# Uplift Modeling, Multi-Armed Bandits, and Reinforcement Learning for Personalization

This notebook provides a research-level introduction to **uplift modeling**, **multi-armed bandits**, and **reinforcement learning** with **mathematical details**.  
Applications include **fantasy sports, sports betting, mobile gaming, and consumer entertainment**.


# 1. Uplift Modeling (Causal ML)

We want to model **heterogeneous treatment effects (HTE)**:

- Features: $X \in \mathbb{R}^d$
- Treatment: $T \in \{0,1\}$
- Outcome: $Y$

Potential outcomes:
$$
Y(1), Y(0), \quad \tau(x) = \mathbb{E}[Y(1)-Y(0)\mid X=x]
$$

We observe only:
$$
Y = T Y(1) + (1-T) Y(0)
$$

### Estimation Frameworks

**T-Learner:**
$$
\hat{\mu}_1(x) = \hat{\mathbb{E}}[Y\mid X=x,T=1], \quad 
\hat{\mu}_0(x) = \hat{\mathbb{E}}[Y\mid X=x,T=0]
$$
$$
\hat{\tau}(x) = \hat{\mu}_1(x) - \hat{\mu}_0(x)
$$

**S-Learner:**
$$
\hat{\mu}(x,t) = \hat{\mathbb{E}}[Y\mid X=x,T=t]
$$
$$
\hat{\tau}(x) = \hat{\mu}(x,1)-\hat{\mu}(x,0)
$$

### Decision Rule
Treat if:
$$
\tau(x) V > c
$$
where $V$ = value per conversion, $c$ = treatment cost.

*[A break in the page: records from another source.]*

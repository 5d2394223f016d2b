//! Embedding provider trait and the batching [`Embedder`] wrapper.

use std::sync::Arc;

use async_trait::async_trait;
use tracing::debug;

use crate::error::{RagError, Result};

/// A provider that generates vector embeddings from text input.
///
/// Implementations wrap specific embedding backends behind a unified async
/// interface. The default [`embed_batch`](EmbeddingProvider::embed_batch)
/// implementation calls [`embed`](EmbeddingProvider::embed) sequentially;
/// backends that support native batching should override it.
///
/// Embedding must be a pure per-text function: the vector for a text may not
/// depend on which other texts share its batch.
#[async_trait]
pub trait EmbeddingProvider: Send + Sync {
    /// A short name for logs and error messages.
    fn name(&self) -> &str;

    /// Generate an embedding vector for a single text input.
    async fn embed(&self, text: &str) -> Result<Vec<f32>>;

    /// Generate embedding vectors for a batch of text inputs, in input order.
    async fn embed_batch(&self, texts: &[&str]) -> Result<Vec<Vec<f32>>> {
        let mut results = Vec::with_capacity(texts.len());
        for text in texts {
            results.push(self.embed(text).await?);
        }
        Ok(results)
    }

    /// Return the dimensionality of embeddings produced by this provider.
    fn dimensions(&self) -> usize;
}

/// Known sentence-embedding models and their output dimension.
const KNOWN_MODELS: &[(&str, usize)] = &[
    ("all-MiniLM-L6-v2", 384),
    ("all-MiniLM-L12-v2", 384),
    ("paraphrase-MiniLM-L6-v2", 384),
    ("multi-qa-MiniLM-L6-cos-v1", 384),
    ("all-mpnet-base-v2", 768),
    ("multi-qa-mpnet-base-dot-v1", 768),
    ("bge-small-en-v1.5", 384),
    ("bge-base-en-v1.5", 768),
    ("bge-large-en-v1.5", 1024),
];

/// Look up the output dimension of a known embedding model.
///
/// The organisation prefix is optional: `all-MiniLM-L6-v2` and
/// `sentence-transformers/all-MiniLM-L6-v2` both resolve to 384.
pub fn model_dimensions(model: &str) -> Option<usize> {
    let name = model.rsplit('/').next().unwrap_or(model);
    KNOWN_MODELS.iter().find(|(known, _)| known.eq_ignore_ascii_case(name)).map(|(_, dims)| *dims)
}

/// Batches texts through an [`EmbeddingProvider`] to bound memory per call.
///
/// Batch boundaries never change the output: `embed(texts)[i]` is the
/// embedding of `texts[i]` regardless of `batch_size`. Every returned vector
/// is checked against the provider's declared dimension.
#[derive(Clone)]
pub struct Embedder {
    provider: Arc<dyn EmbeddingProvider>,
    batch_size: usize,
}

impl Embedder {
    /// Wrap a provider with the given batch size.
    ///
    /// # Errors
    ///
    /// Returns [`RagError::ConfigError`] if `batch_size` is zero or the
    /// provider reports a zero dimension.
    pub fn new(provider: Arc<dyn EmbeddingProvider>, batch_size: usize) -> Result<Self> {
        if batch_size == 0 {
            return Err(RagError::ConfigError(
                "embedding batch_size must be greater than zero".into(),
            ));
        }
        if provider.dimensions() == 0 {
            return Err(RagError::ConfigError(format!(
                "embedding provider '{}' reports zero dimensions",
                provider.name()
            )));
        }
        Ok(Self { provider, batch_size })
    }

    /// Return the dimensionality of produced vectors.
    pub fn dimensions(&self) -> usize {
        self.provider.dimensions()
    }

    /// Return the configured batch size.
    pub fn batch_size(&self) -> usize {
        self.batch_size
    }

    /// Return a reference to the wrapped provider.
    pub fn provider(&self) -> &Arc<dyn EmbeddingProvider> {
        &self.provider
    }

    /// Embed `texts` in order, `batch_size` texts per provider call.
    ///
    /// # Errors
    ///
    /// Propagates provider failures, and returns [`RagError::EmbeddingError`]
    /// if a batch yields the wrong number of vectors or a vector of the
    /// wrong dimension.
    pub async fn embed(&self, texts: &[&str]) -> Result<Vec<Vec<f32>>> {
        let mut vectors = Vec::with_capacity(texts.len());
        for (batch_index, batch) in texts.chunks(self.batch_size).enumerate() {
            debug!(
                provider = self.provider.name(),
                batch = batch_index,
                batch_size = batch.len(),
                "embedding batch"
            );
            let embedded = self.provider.embed_batch(batch).await?;
            if embedded.len() != batch.len() {
                return Err(RagError::EmbeddingError {
                    provider: self.provider.name().to_string(),
                    message: format!(
                        "expected {} embeddings, got {}",
                        batch.len(),
                        embedded.len()
                    ),
                });
            }
            for vector in &embedded {
                self.check_dimensions(vector)?;
            }
            vectors.extend(embedded);
        }
        Ok(vectors)
    }

    /// Embed a single query text as a one-element batch.
    pub async fn embed_query(&self, text: &str) -> Result<Vec<f32>> {
        let mut vectors = self.embed(&[text]).await?;
        vectors.pop().ok_or_else(|| RagError::EmbeddingError {
            provider: self.provider.name().to_string(),
            message: "provider returned no embedding for the query".into(),
        })
    }

    fn check_dimensions(&self, vector: &[f32]) -> Result<()> {
        let expected = self.provider.dimensions();
        if vector.len() != expected {
            return Err(RagError::EmbeddingError {
                provider: self.provider.name().to_string(),
                message: format!("expected {expected}-dimensional embedding, got {}", vector.len()),
            });
        }
        Ok(())
    }
}

impl std::fmt::Debug for Embedder {
    fn fmt(&self, f: &mut std::fmt::Formatter<'_>) -> std::fmt::Result {
        f.debug_struct("Embedder")
            .field("provider", &self.provider.name())
            .field("dimensions", &self.provider.dimensions())
            .field("batch_size", &self.batch_size)
            .finish()
    }
}
//! Vector index trait and the normalization shared by every backend.

use async_trait::async_trait;

use crate::document::{Chunk, SearchResult};
use crate::error::Result;

/// Lower bound on the norm used when normalizing, so an all-zero vector maps
/// to an all-zero vector instead of NaN.
pub const NORM_EPSILON: f32 = 1e-10;

/// An append-only store of unit-normalized vectors with aligned payloads.
///
/// Position is the only address: the payload at position `i` is the chunk
/// that was added alongside vector `i`. Entries are never removed, replaced,
/// or reordered. Rebuilding an index means ingesting again from scratch.
///
/// # Example
///
/// ```rust,ignore
/// use complaint_rag::{FlatIndex, VectorIndex};
///
/// let index = FlatIndex::new(384)?;
/// index.add(vectors, chunks).await?;
/// let results = index.search(&query_vector, 5).await?;
/// ```
#[async_trait]
pub trait VectorIndex: Send + Sync {
    /// The dimension every stored and query vector must have.
    fn dimensions(&self) -> usize;

    /// Normalize and append `vectors`, appending `chunks` in the same order.
    ///
    /// Duplicates are accepted. Either every pair is appended or, on error,
    /// none is.
    async fn add(&self, vectors: Vec<Vec<f32>>, chunks: Vec<Chunk>) -> Result<()>;

    /// Return up to `k` entries by descending cosine similarity to `query`.
    ///
    /// Returns fewer than `k` results only when the index holds fewer than
    /// `k` entries, and none when it is empty.
    async fn search(&self, query: &[f32], k: usize) -> Result<Vec<SearchResult>>;

    /// Number of stored entries.
    async fn len(&self) -> usize;

    /// Whether the index holds no entries.
    async fn is_empty(&self) -> bool {
        self.len().await == 0
    }
}

/// Scale `vector` to unit L2 norm, dividing by `max(norm, NORM_EPSILON)`.
///
/// The norm stays in `f64` so vectors whose norm exceeds `f32::MAX` still
/// normalize to unit length.
pub fn normalize(vector: &[f32]) -> Vec<f32> {
    let norm = vector.iter().map(|x| f64::from(*x) * f64::from(*x)).sum::<f64>().sqrt();
    let denominator = norm.max(f64::from(NORM_EPSILON));
    vector.iter().map(|x| (f64::from(*x) / denominator) as f32).collect()
}

/// Inner product of two equal-length vectors.
pub(crate) fn dot(a: &[f32], b: &[f32]) -> f32 {
    a.iter().zip(b).map(|(x, y)| x * y).sum()
}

# 2. Multi-Armed Bandits (MABs)

We have $K$ arms with unknown means $\mu_a$.  
At each round $t$, choose arm $A_t$ and observe reward $R_t$.

**Regret:**
$$
R(T) = T \mu^* - \sum_{t=1}^T \mu_{A_t}, \quad \mu^* = \max_a \mu_a
$$

### Algorithms

**ε-Greedy:**
$$
A_t = \begin{cases}
\arg\max_a \hat{\mu}_a & \text{w.p. } 1-\epsilon \\
\text{random arm} & \text{w.p. } \epsilon
\end{cases}
$$

**UCB1:**
$$
A_t = \arg\max_a \left( \hat{\mu}_a + \sqrt{\tfrac{2\ln t}{n_a}} \right)
$$

**Thompson Sampling:**  
For Bernoulli rewards, posterior $\theta_a \sim \text{Beta}(\alpha_a,\beta_a)$:
- Sample $\tilde{\theta}_a$ from posterior.
- Play $A_t = \arg\max_a \tilde{\theta}_a$.

### Contextual Bandits
Rewards depend on features $X_t$:
$$
\mathbb{E}[R_t \mid A_t=a,X_t=x] = f(x,a)
$$


# 3. Reinforcement Learning (RL)

Formulate personalization as an MDP:

- State $s_t \in S$
- Action $a_t \in A$
- Transition $s_{t+1} \sim P(\cdot|s_t,a_t)$
- Reward $r_t = R(s_t,a_t)$

Objective:
$$
J(\pi) = \mathbb{E}_\pi \left[ \sum_{t=0}^\infty \gamma^t r_t \right]
$$

### Value Functions

State-value:
$$
V^\pi(s) = \mathbb{E}_\pi\left[ \sum_{t=0}^\infty \gamma^t r_t \mid s_0=s \right]
$$

Action-value:
$$
Q^\pi(s,a) = \mathbb{E}_\pi\left[ \sum_{t=0}^\infty \gamma^t r_t \mid s_0=s,a_0=a \right]
$$

Bellman equations:
$$
V^\pi(s) = \sum_a \pi(a|s) \Big( R(s,a) + \gamma \sum_{s'} P(s'|s,a) V^\pi(s') \Big)
$$

### Learning Algorithms

**Q-learning:**
$$
Q(s_t,a_t) \leftarrow Q(s_t,a_t) + \alpha [r_t + \gamma \max_{a'} Q(s_{t+1},a') - Q(s_t,a_t)]
$$

**Policy Gradient:**
$$
\nabla_\theta J(\pi_\theta) = \mathbb{E}_{\pi_\theta}[ \nabla_\theta \log \pi_\theta(a|s) Q^{\pi_\theta}(s,a) ]
$$


# 4. Summary Table

| Method              | Objective                     | Key Equation(s)                                  | Typical Use |
|---------------------|-------------------------------|--------------------------------------------------|-------------|
| **Uplift Modeling** | Estimate causal effect        | $\tau(x)=\mathbb{E}[Y(1)-Y(0)\mid X=x]$        | Targeting |
| **Bandits**         | Minimize cumulative regret    | $R(T)=T\mu^* - \sum_{t=1}^T \mu_{A_t}$        | Online personalization |
| **Reinforcement Learning** | Maximize discounted reward | $J(\pi)=\mathbb{E}[\sum_t \gamma^t r_t]$ | Sequential personalization |